▸ **ACTIVITY**: Each record must be printed exactly as given.

=== DATA FOR REVIEW ===

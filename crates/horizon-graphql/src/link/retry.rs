//! Retry stages.

use std::time::Duration;

use futures_util::future::BoxFuture;

use crate::error::{ClientError, Result};
use crate::link::{Link, NextLink, OperationOutcome};
use crate::operation::Operation;

const TARGET: &str = "horizon_graphql::retry";

/// Which failures a retry stage re-runs.
#[derive(Debug, Clone, Copy, PartialEq, Eq)]
pub enum RetryCondition {
    /// Any failure, transport-layer or data-layer.
    AnyFailure,
    /// Only authorization failures (HTTP 401).
    Unauthorized,
}

impl RetryCondition {
    /// Whether this condition covers the given failure.
    pub fn applies(&self, error: &ClientError) -> bool {
        match self {
            Self::AnyFailure => true,
            Self::Unauthorized => error.is_unauthorized(),
        }
    }
}

/// Backoff schedule and budget for a retry stage.
#[derive(Debug, Clone, PartialEq)]
pub struct RetryPolicy {
    /// Total tries allowed, the first included.
    pub max_attempts: u32,
    /// Delay before the first retry.
    pub initial_delay: Duration,
    /// Upper bound on the computed delay. `None` leaves it unbounded.
    pub max_delay: Option<Duration>,
    /// Multiplier applied to the delay after each failed try.
    pub multiplier: f64,
    /// Replace each delay with a uniformly random duration up to its value.
    pub jitter: bool,
    /// Which failures the stage re-runs.
    pub condition: RetryCondition,
}

impl Default for RetryPolicy {
    /// The general-purpose policy: 15 tries, exponential backoff from 1s,
    /// full jitter, no delay cap, any failure.
    fn default() -> Self {
        Self {
            max_attempts: 15,
            initial_delay: Duration::from_millis(1000),
            max_delay: None,
            multiplier: 2.0,
            jitter: true,
            condition: RetryCondition::AnyFailure,
        }
    }
}

impl RetryPolicy {
    /// The authorization recovery policy: 3 tries, a fixed 20s pause,
    /// no jitter, HTTP 401 only.
    pub fn unauthorized() -> Self {
        Self {
            max_attempts: 3,
            initial_delay: Duration::from_millis(20_000),
            max_delay: None,
            multiplier: 1.0,
            jitter: false,
            condition: RetryCondition::Unauthorized,
        }
    }

    /// Whether another try is allowed after a failure on try `attempt`
    /// (1-based).
    pub fn should_retry(&self, error: &ClientError, attempt: u32) -> bool {
        attempt < self.max_attempts && self.condition.applies(error)
    }

    /// The delay to wait after a failure on try `attempt` (1-based).
    pub fn delay_for_attempt(&self, attempt: u32) -> Duration {
        let exponent = attempt.saturating_sub(1).min(63);
        let mut delay_ms =
            self.initial_delay.as_millis() as f64 * self.multiplier.powi(exponent as i32);
        if let Some(cap) = self.max_delay {
            delay_ms = delay_ms.min(cap.as_millis() as f64);
        }
        if self.jitter {
            delay_ms *= rand::random::<f64>();
        }
        Duration::from_millis(delay_ms as u64)
    }
}

/// Pipeline stage that re-runs the rest of the chain on failure.
///
/// Two instances with different policies sit in the standard chain: a
/// general one, then an authorization one closer to the transport. Each
/// spends its budget independently. A stage only sees the failures the
/// stages below it gave up on.
pub struct RetryLink {
    policy: RetryPolicy,
}

impl RetryLink {
    /// Creates the stage with the given policy.
    pub fn new(policy: RetryPolicy) -> Self {
        Self { policy }
    }

    /// The policy in force.
    pub fn policy(&self) -> &RetryPolicy {
        &self.policy
    }
}

impl Link for RetryLink {
    fn request(
        &self,
        operation: Operation,
        next: NextLink,
    ) -> BoxFuture<'static, Result<OperationOutcome>> {
        let policy = self.policy.clone();
        Box::pin(async move {
            let mut attempt: u32 = 1;
            loop {
                match next.clone().run(operation.clone()).await {
                    Ok(outcome) => return Ok(outcome),
                    Err(error) => {
                        if !policy.should_retry(&error, attempt) {
                            return Err(error);
                        }
                        let delay = policy.delay_for_attempt(attempt);
                        tracing::debug!(
                            target: TARGET,
                            attempt,
                            delay_ms = delay.as_millis() as u64,
                            error = %error,
                            "retrying operation"
                        );
                        tokio::time::sleep(delay).await;
                        attempt += 1;
                    }
                }
            }
        })
    }
}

===

▸ **ANSWER FOR THE TASK**:
filename crates/horizon-graphql/src/link/retry.rs
//! Retry stages.

use std::time::Duration;

use futures_util::future::BoxFuture;

use crate::error::{ClientError, Result};
use crate::link::{Link, NextLink, OperationOutcome};
use crate::operation::Operation;

const TARGET: &str = "horizon_graphql::retry";

/// Which failures a retry stage re-runs.
#[derive(Debug, Clone, Copy, PartialEq, Eq)]
pub enum RetryCondition {
    /// Any failure, transport-layer or data-layer.
    AnyFailure,
    /// Only authorization failures (HTTP 401).
    Unauthorized,
}

impl RetryCondition {
    /// Whether this condition covers the given failure.
    pub fn applies(&self, error: &ClientError) -> bool {
        match self {
            Self::AnyFailure => true,
            Self::Unauthorized => error.is_unauthorized(),
        }
    }
}

/// Backoff schedule and budget for a retry stage.
#[derive(Debug, Clone, PartialEq)]
pub struct RetryPolicy {
    /// Total tries allowed, the first included.
    pub max_attempts: u32,
    /// Delay before the first retry.
    pub initial_delay: Duration,
    /// Upper bound on the computed delay. `None` leaves it unbounded.
    pub max_delay: Option<Duration>,
    /// Multiplier applied to the delay after each failed try.
    pub multiplier: f64,
    /// Replace each delay with a uniformly random duration up to its value.
    pub jitter: bool,
    /// Which failures the stage re-runs.
    pub condition: RetryCondition,
}

impl Default for RetryPolicy {
    /// The general-purpose policy: 15 tries, exponential backoff from 1s,
    /// full jitter, no delay cap, any failure.
    fn default() -> Self {
        Self {
            max_attempts: 15,
            initial_delay: Duration::from_millis(1000),
            max_delay: None,
            multiplier: 2.0,
            jitter: true,
            condition: RetryCondition::AnyFailure,
        }
    }
}

impl RetryPolicy {
    /// The authorization recovery policy: 3 tries, a fixed 20s pause,
    /// no jitter, HTTP 401 only.
    pub fn unauthorized() -> Self {
        Self {
            max_attempts: 3,
            initial_delay: Duration::from_millis(20_000),
            max_delay: None,
            multiplier: 1.0,
            jitter: false,
            condition: RetryCondition::Unauthorized,
        }
    }

    /// Whether another try is allowed after a failure on try `attempt`
    /// (1-based).
    pub fn should_retry(&self, error: &ClientError, attempt: u32) -> bool {
        attempt < self.max_attempts && self.condition.applies(error)
    }

    /// The delay to wait after a failure on try `attempt` (1-based).
    pub fn delay_for_attempt(&self, attempt: u32) -> Duration {
        let exponent = attempt.saturating_sub(1).min(63);
        let mut delay_ms =
            self.initial_delay.as_millis() as f64 * self.multiplier.powi(exponent as i32);
        if let Some(cap) = self.max_delay {
            delay_ms = delay_ms.min(cap.as_millis() as f64);
        }
        if self.jitter {
            delay_ms *= rand::random::<f64>();
        }
        Duration::from_millis(delay_ms as u64)
    }
}

/// Pipeline stage that re-runs the rest of the chain on failure.
///
/// Two instances with different policies sit in the standard chain: a
/// general one, then an authorization one closer to the transport. Each
/// spends its budget independently. A stage only sees the failures the
/// stages below it gave up on.
pub struct RetryLink {
    policy: RetryPolicy,
}

impl RetryLink {
    /// Creates the stage with the given policy.
    pub fn new(policy: RetryPolicy) -> Self {
        Self { policy }
    }

    /// The policy in force.
    pub fn policy(&self) -> &RetryPolicy {
        &self.policy
    }
}

impl Link for RetryLink {
    fn request(
        &self,
        operation: Operation,
        next: NextLink,
    ) -> BoxFuture<'static, Result<OperationOutcome>> {
        let policy = self.policy.clone();
        Box::pin(async move {
            let mut attempt: u32 = 1;
            loop {
                match next.clone().run(operation.clone()).await {
                    Ok(outcome) => return Ok(outcome),
                    Err(error) => {
                        if !policy.should_retry(&error, attempt) {
                            return Err(error);
                        }
                        let delay = policy.delay_for_attempt(attempt);
                        tracing::debug!(
                            target: TARGET,
                            attempt,
                            delay_ms = delay.as_millis() as u64,
                            error = %error,
                            "retrying operation"
                        );
                        tokio::time::sleep(delay).await;
                        attempt += 1;
                    }
                }
            }
        })
    }
}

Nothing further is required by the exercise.